§ Assignment
Scan each line of the entries below for the word "SampleSource" and count the ones where it appears. The answer is that number alone.

[Stored data entries]

---

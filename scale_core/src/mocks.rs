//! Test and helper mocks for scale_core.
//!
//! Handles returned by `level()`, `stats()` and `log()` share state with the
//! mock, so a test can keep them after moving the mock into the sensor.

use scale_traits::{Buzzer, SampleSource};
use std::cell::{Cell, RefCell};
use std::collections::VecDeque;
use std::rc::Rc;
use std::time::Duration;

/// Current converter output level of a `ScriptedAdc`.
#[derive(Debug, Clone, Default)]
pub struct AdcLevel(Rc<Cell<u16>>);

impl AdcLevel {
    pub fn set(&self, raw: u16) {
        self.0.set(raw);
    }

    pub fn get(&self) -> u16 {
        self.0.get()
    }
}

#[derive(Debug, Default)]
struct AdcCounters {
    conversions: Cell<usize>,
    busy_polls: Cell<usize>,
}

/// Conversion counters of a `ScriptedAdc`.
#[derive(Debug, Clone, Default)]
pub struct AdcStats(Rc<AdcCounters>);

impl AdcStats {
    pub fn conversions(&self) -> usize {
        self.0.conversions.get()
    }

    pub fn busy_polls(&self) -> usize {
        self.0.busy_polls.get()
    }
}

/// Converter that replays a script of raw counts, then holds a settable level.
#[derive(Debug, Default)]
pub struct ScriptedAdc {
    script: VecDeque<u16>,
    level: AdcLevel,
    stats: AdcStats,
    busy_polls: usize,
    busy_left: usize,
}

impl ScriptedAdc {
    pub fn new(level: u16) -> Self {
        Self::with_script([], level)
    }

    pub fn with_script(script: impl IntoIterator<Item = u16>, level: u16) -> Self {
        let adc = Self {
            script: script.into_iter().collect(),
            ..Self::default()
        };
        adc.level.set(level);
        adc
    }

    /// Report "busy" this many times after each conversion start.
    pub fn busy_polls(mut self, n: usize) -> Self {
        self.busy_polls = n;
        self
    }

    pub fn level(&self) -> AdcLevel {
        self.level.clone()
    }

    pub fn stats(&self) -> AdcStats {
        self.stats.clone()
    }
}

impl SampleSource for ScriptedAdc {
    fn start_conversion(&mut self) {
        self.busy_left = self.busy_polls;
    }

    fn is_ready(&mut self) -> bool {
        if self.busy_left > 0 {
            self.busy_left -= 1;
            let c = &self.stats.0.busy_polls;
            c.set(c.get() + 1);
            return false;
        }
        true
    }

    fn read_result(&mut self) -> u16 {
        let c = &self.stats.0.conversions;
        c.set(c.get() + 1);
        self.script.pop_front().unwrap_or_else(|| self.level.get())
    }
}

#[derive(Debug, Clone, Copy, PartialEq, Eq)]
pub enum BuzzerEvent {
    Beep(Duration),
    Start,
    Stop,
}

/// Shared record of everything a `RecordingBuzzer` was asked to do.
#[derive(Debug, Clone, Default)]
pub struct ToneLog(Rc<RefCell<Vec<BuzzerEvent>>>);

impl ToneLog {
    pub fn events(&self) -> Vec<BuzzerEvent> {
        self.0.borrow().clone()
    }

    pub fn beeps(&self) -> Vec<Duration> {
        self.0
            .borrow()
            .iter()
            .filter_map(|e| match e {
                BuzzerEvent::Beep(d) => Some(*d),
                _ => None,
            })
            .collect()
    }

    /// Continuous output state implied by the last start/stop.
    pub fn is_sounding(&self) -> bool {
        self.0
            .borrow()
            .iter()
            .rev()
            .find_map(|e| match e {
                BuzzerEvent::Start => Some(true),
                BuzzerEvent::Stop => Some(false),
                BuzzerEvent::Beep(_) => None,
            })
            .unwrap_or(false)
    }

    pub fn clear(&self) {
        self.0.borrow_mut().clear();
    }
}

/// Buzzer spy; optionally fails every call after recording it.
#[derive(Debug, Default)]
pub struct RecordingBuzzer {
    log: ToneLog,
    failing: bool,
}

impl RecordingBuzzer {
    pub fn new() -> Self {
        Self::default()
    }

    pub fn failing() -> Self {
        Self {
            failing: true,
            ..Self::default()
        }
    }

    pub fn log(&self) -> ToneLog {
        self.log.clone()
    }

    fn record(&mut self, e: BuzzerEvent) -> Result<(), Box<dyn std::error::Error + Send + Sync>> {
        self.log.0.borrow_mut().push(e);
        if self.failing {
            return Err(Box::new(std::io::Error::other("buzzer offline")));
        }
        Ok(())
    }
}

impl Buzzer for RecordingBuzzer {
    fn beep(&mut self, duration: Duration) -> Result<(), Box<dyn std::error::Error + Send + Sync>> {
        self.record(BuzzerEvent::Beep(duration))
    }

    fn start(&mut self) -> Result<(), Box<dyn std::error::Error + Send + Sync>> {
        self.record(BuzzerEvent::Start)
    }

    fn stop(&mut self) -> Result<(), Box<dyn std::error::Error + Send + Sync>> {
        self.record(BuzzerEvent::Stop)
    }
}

---

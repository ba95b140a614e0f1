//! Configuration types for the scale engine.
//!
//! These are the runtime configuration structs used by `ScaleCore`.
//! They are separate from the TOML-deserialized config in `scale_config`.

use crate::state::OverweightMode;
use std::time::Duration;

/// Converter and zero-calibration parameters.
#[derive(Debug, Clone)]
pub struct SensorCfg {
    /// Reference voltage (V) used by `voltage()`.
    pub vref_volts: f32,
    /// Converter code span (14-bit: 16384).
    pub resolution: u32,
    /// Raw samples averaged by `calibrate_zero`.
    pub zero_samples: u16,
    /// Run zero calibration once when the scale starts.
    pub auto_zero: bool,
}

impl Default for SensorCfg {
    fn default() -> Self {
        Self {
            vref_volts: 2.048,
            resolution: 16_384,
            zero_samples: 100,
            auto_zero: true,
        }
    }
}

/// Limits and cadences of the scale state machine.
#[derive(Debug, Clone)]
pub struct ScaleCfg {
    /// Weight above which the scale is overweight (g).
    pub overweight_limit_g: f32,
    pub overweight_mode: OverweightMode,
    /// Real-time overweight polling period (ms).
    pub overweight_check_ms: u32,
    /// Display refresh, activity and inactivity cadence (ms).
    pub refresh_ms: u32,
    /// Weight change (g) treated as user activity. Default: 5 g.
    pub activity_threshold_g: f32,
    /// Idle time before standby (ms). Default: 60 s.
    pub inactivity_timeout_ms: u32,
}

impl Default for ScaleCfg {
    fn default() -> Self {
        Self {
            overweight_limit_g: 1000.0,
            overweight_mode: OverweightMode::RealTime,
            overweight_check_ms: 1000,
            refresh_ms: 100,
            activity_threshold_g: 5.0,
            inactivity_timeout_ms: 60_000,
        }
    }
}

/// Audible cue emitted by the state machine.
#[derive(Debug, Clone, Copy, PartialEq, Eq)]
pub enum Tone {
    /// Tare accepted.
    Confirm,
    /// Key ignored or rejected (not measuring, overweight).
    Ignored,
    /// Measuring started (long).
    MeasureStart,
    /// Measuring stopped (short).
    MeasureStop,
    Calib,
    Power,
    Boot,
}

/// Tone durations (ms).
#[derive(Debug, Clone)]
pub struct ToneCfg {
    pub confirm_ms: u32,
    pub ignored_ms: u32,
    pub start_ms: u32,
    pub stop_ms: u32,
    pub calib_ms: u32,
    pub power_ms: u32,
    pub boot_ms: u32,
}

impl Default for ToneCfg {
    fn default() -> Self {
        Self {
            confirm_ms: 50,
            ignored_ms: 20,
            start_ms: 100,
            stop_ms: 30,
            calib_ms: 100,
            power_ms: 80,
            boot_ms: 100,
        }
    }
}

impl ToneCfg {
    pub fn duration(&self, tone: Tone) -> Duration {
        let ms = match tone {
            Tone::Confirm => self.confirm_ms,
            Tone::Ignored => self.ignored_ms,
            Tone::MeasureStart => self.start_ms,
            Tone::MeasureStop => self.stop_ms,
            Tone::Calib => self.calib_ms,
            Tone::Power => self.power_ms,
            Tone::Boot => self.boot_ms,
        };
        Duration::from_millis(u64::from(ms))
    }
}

---

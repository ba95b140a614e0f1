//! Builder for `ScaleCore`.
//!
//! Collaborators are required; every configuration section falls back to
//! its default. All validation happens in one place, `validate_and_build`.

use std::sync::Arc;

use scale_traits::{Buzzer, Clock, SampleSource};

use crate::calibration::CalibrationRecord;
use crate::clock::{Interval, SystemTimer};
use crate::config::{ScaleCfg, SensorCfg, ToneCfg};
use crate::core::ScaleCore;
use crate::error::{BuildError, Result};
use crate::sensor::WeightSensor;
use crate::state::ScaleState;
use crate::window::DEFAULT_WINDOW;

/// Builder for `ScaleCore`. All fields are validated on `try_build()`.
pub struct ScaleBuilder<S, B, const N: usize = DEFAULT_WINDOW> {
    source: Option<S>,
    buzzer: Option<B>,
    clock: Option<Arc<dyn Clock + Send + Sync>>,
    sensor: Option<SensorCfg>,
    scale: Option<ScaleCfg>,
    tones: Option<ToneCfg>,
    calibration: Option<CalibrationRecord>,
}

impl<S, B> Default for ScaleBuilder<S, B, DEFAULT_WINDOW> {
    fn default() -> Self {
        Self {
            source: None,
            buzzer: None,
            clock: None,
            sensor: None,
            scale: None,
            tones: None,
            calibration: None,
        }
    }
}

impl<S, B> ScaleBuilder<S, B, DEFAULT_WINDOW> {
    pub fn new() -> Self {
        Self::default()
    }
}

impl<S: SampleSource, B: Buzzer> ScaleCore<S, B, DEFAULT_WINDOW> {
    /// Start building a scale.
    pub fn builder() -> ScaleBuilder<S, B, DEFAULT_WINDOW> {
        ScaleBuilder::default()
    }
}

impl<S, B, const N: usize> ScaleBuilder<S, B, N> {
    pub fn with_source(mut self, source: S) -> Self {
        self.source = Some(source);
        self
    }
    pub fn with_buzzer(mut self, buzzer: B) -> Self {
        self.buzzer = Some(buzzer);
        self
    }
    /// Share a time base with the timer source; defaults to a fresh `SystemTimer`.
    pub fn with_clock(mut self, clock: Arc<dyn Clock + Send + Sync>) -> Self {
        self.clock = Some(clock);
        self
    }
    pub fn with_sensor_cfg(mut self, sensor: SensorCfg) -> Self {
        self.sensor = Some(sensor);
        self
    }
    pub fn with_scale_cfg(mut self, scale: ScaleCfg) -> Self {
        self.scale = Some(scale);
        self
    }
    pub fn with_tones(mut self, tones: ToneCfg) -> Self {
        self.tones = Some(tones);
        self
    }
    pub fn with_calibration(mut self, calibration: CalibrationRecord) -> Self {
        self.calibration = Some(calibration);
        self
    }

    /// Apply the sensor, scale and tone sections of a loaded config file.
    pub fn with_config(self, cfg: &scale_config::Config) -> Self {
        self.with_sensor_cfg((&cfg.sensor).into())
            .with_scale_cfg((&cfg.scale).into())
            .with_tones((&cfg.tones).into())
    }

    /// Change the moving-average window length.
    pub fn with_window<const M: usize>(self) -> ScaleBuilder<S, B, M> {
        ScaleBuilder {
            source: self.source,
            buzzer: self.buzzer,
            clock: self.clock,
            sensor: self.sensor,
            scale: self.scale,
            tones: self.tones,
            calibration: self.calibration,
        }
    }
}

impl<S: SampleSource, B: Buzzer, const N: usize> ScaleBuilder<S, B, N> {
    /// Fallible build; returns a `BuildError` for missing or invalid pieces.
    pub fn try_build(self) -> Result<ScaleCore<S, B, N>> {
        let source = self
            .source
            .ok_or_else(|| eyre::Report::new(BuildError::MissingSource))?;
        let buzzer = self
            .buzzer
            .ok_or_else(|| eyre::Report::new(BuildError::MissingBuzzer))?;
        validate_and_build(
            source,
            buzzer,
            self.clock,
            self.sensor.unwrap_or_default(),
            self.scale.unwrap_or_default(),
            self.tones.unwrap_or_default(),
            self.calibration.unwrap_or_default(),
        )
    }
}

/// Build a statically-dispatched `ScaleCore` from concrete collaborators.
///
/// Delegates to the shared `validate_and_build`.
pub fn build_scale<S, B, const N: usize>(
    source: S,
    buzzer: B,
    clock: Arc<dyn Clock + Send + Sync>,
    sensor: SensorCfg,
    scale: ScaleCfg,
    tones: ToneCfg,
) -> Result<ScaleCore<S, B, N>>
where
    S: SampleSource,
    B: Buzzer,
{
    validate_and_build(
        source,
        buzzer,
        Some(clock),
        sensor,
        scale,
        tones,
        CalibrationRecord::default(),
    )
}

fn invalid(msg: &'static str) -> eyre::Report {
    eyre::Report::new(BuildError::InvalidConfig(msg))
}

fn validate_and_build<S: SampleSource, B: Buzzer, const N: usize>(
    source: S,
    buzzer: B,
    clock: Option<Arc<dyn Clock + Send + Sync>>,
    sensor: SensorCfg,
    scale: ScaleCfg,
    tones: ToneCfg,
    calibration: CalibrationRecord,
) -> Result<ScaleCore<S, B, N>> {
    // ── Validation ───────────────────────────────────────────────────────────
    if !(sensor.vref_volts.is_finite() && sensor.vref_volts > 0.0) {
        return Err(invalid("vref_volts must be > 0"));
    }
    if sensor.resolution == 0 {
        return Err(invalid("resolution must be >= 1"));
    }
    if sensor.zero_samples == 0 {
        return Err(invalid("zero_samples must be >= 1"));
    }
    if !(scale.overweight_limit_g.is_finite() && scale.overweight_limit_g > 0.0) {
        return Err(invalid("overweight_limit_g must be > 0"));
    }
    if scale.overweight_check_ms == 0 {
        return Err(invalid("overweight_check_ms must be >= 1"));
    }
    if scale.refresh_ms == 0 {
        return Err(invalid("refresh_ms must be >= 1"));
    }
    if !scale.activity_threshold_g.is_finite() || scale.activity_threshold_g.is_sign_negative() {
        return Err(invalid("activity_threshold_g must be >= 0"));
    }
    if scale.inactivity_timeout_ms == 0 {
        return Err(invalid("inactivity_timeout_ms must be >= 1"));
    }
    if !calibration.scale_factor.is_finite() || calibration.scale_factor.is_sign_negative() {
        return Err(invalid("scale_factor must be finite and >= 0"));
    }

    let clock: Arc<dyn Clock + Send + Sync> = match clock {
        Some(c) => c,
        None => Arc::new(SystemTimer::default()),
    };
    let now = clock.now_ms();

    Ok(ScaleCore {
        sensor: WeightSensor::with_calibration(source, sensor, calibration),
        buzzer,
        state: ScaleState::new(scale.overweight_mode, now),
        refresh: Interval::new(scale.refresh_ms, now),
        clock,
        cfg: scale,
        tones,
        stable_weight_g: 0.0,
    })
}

---

§ Task answer
7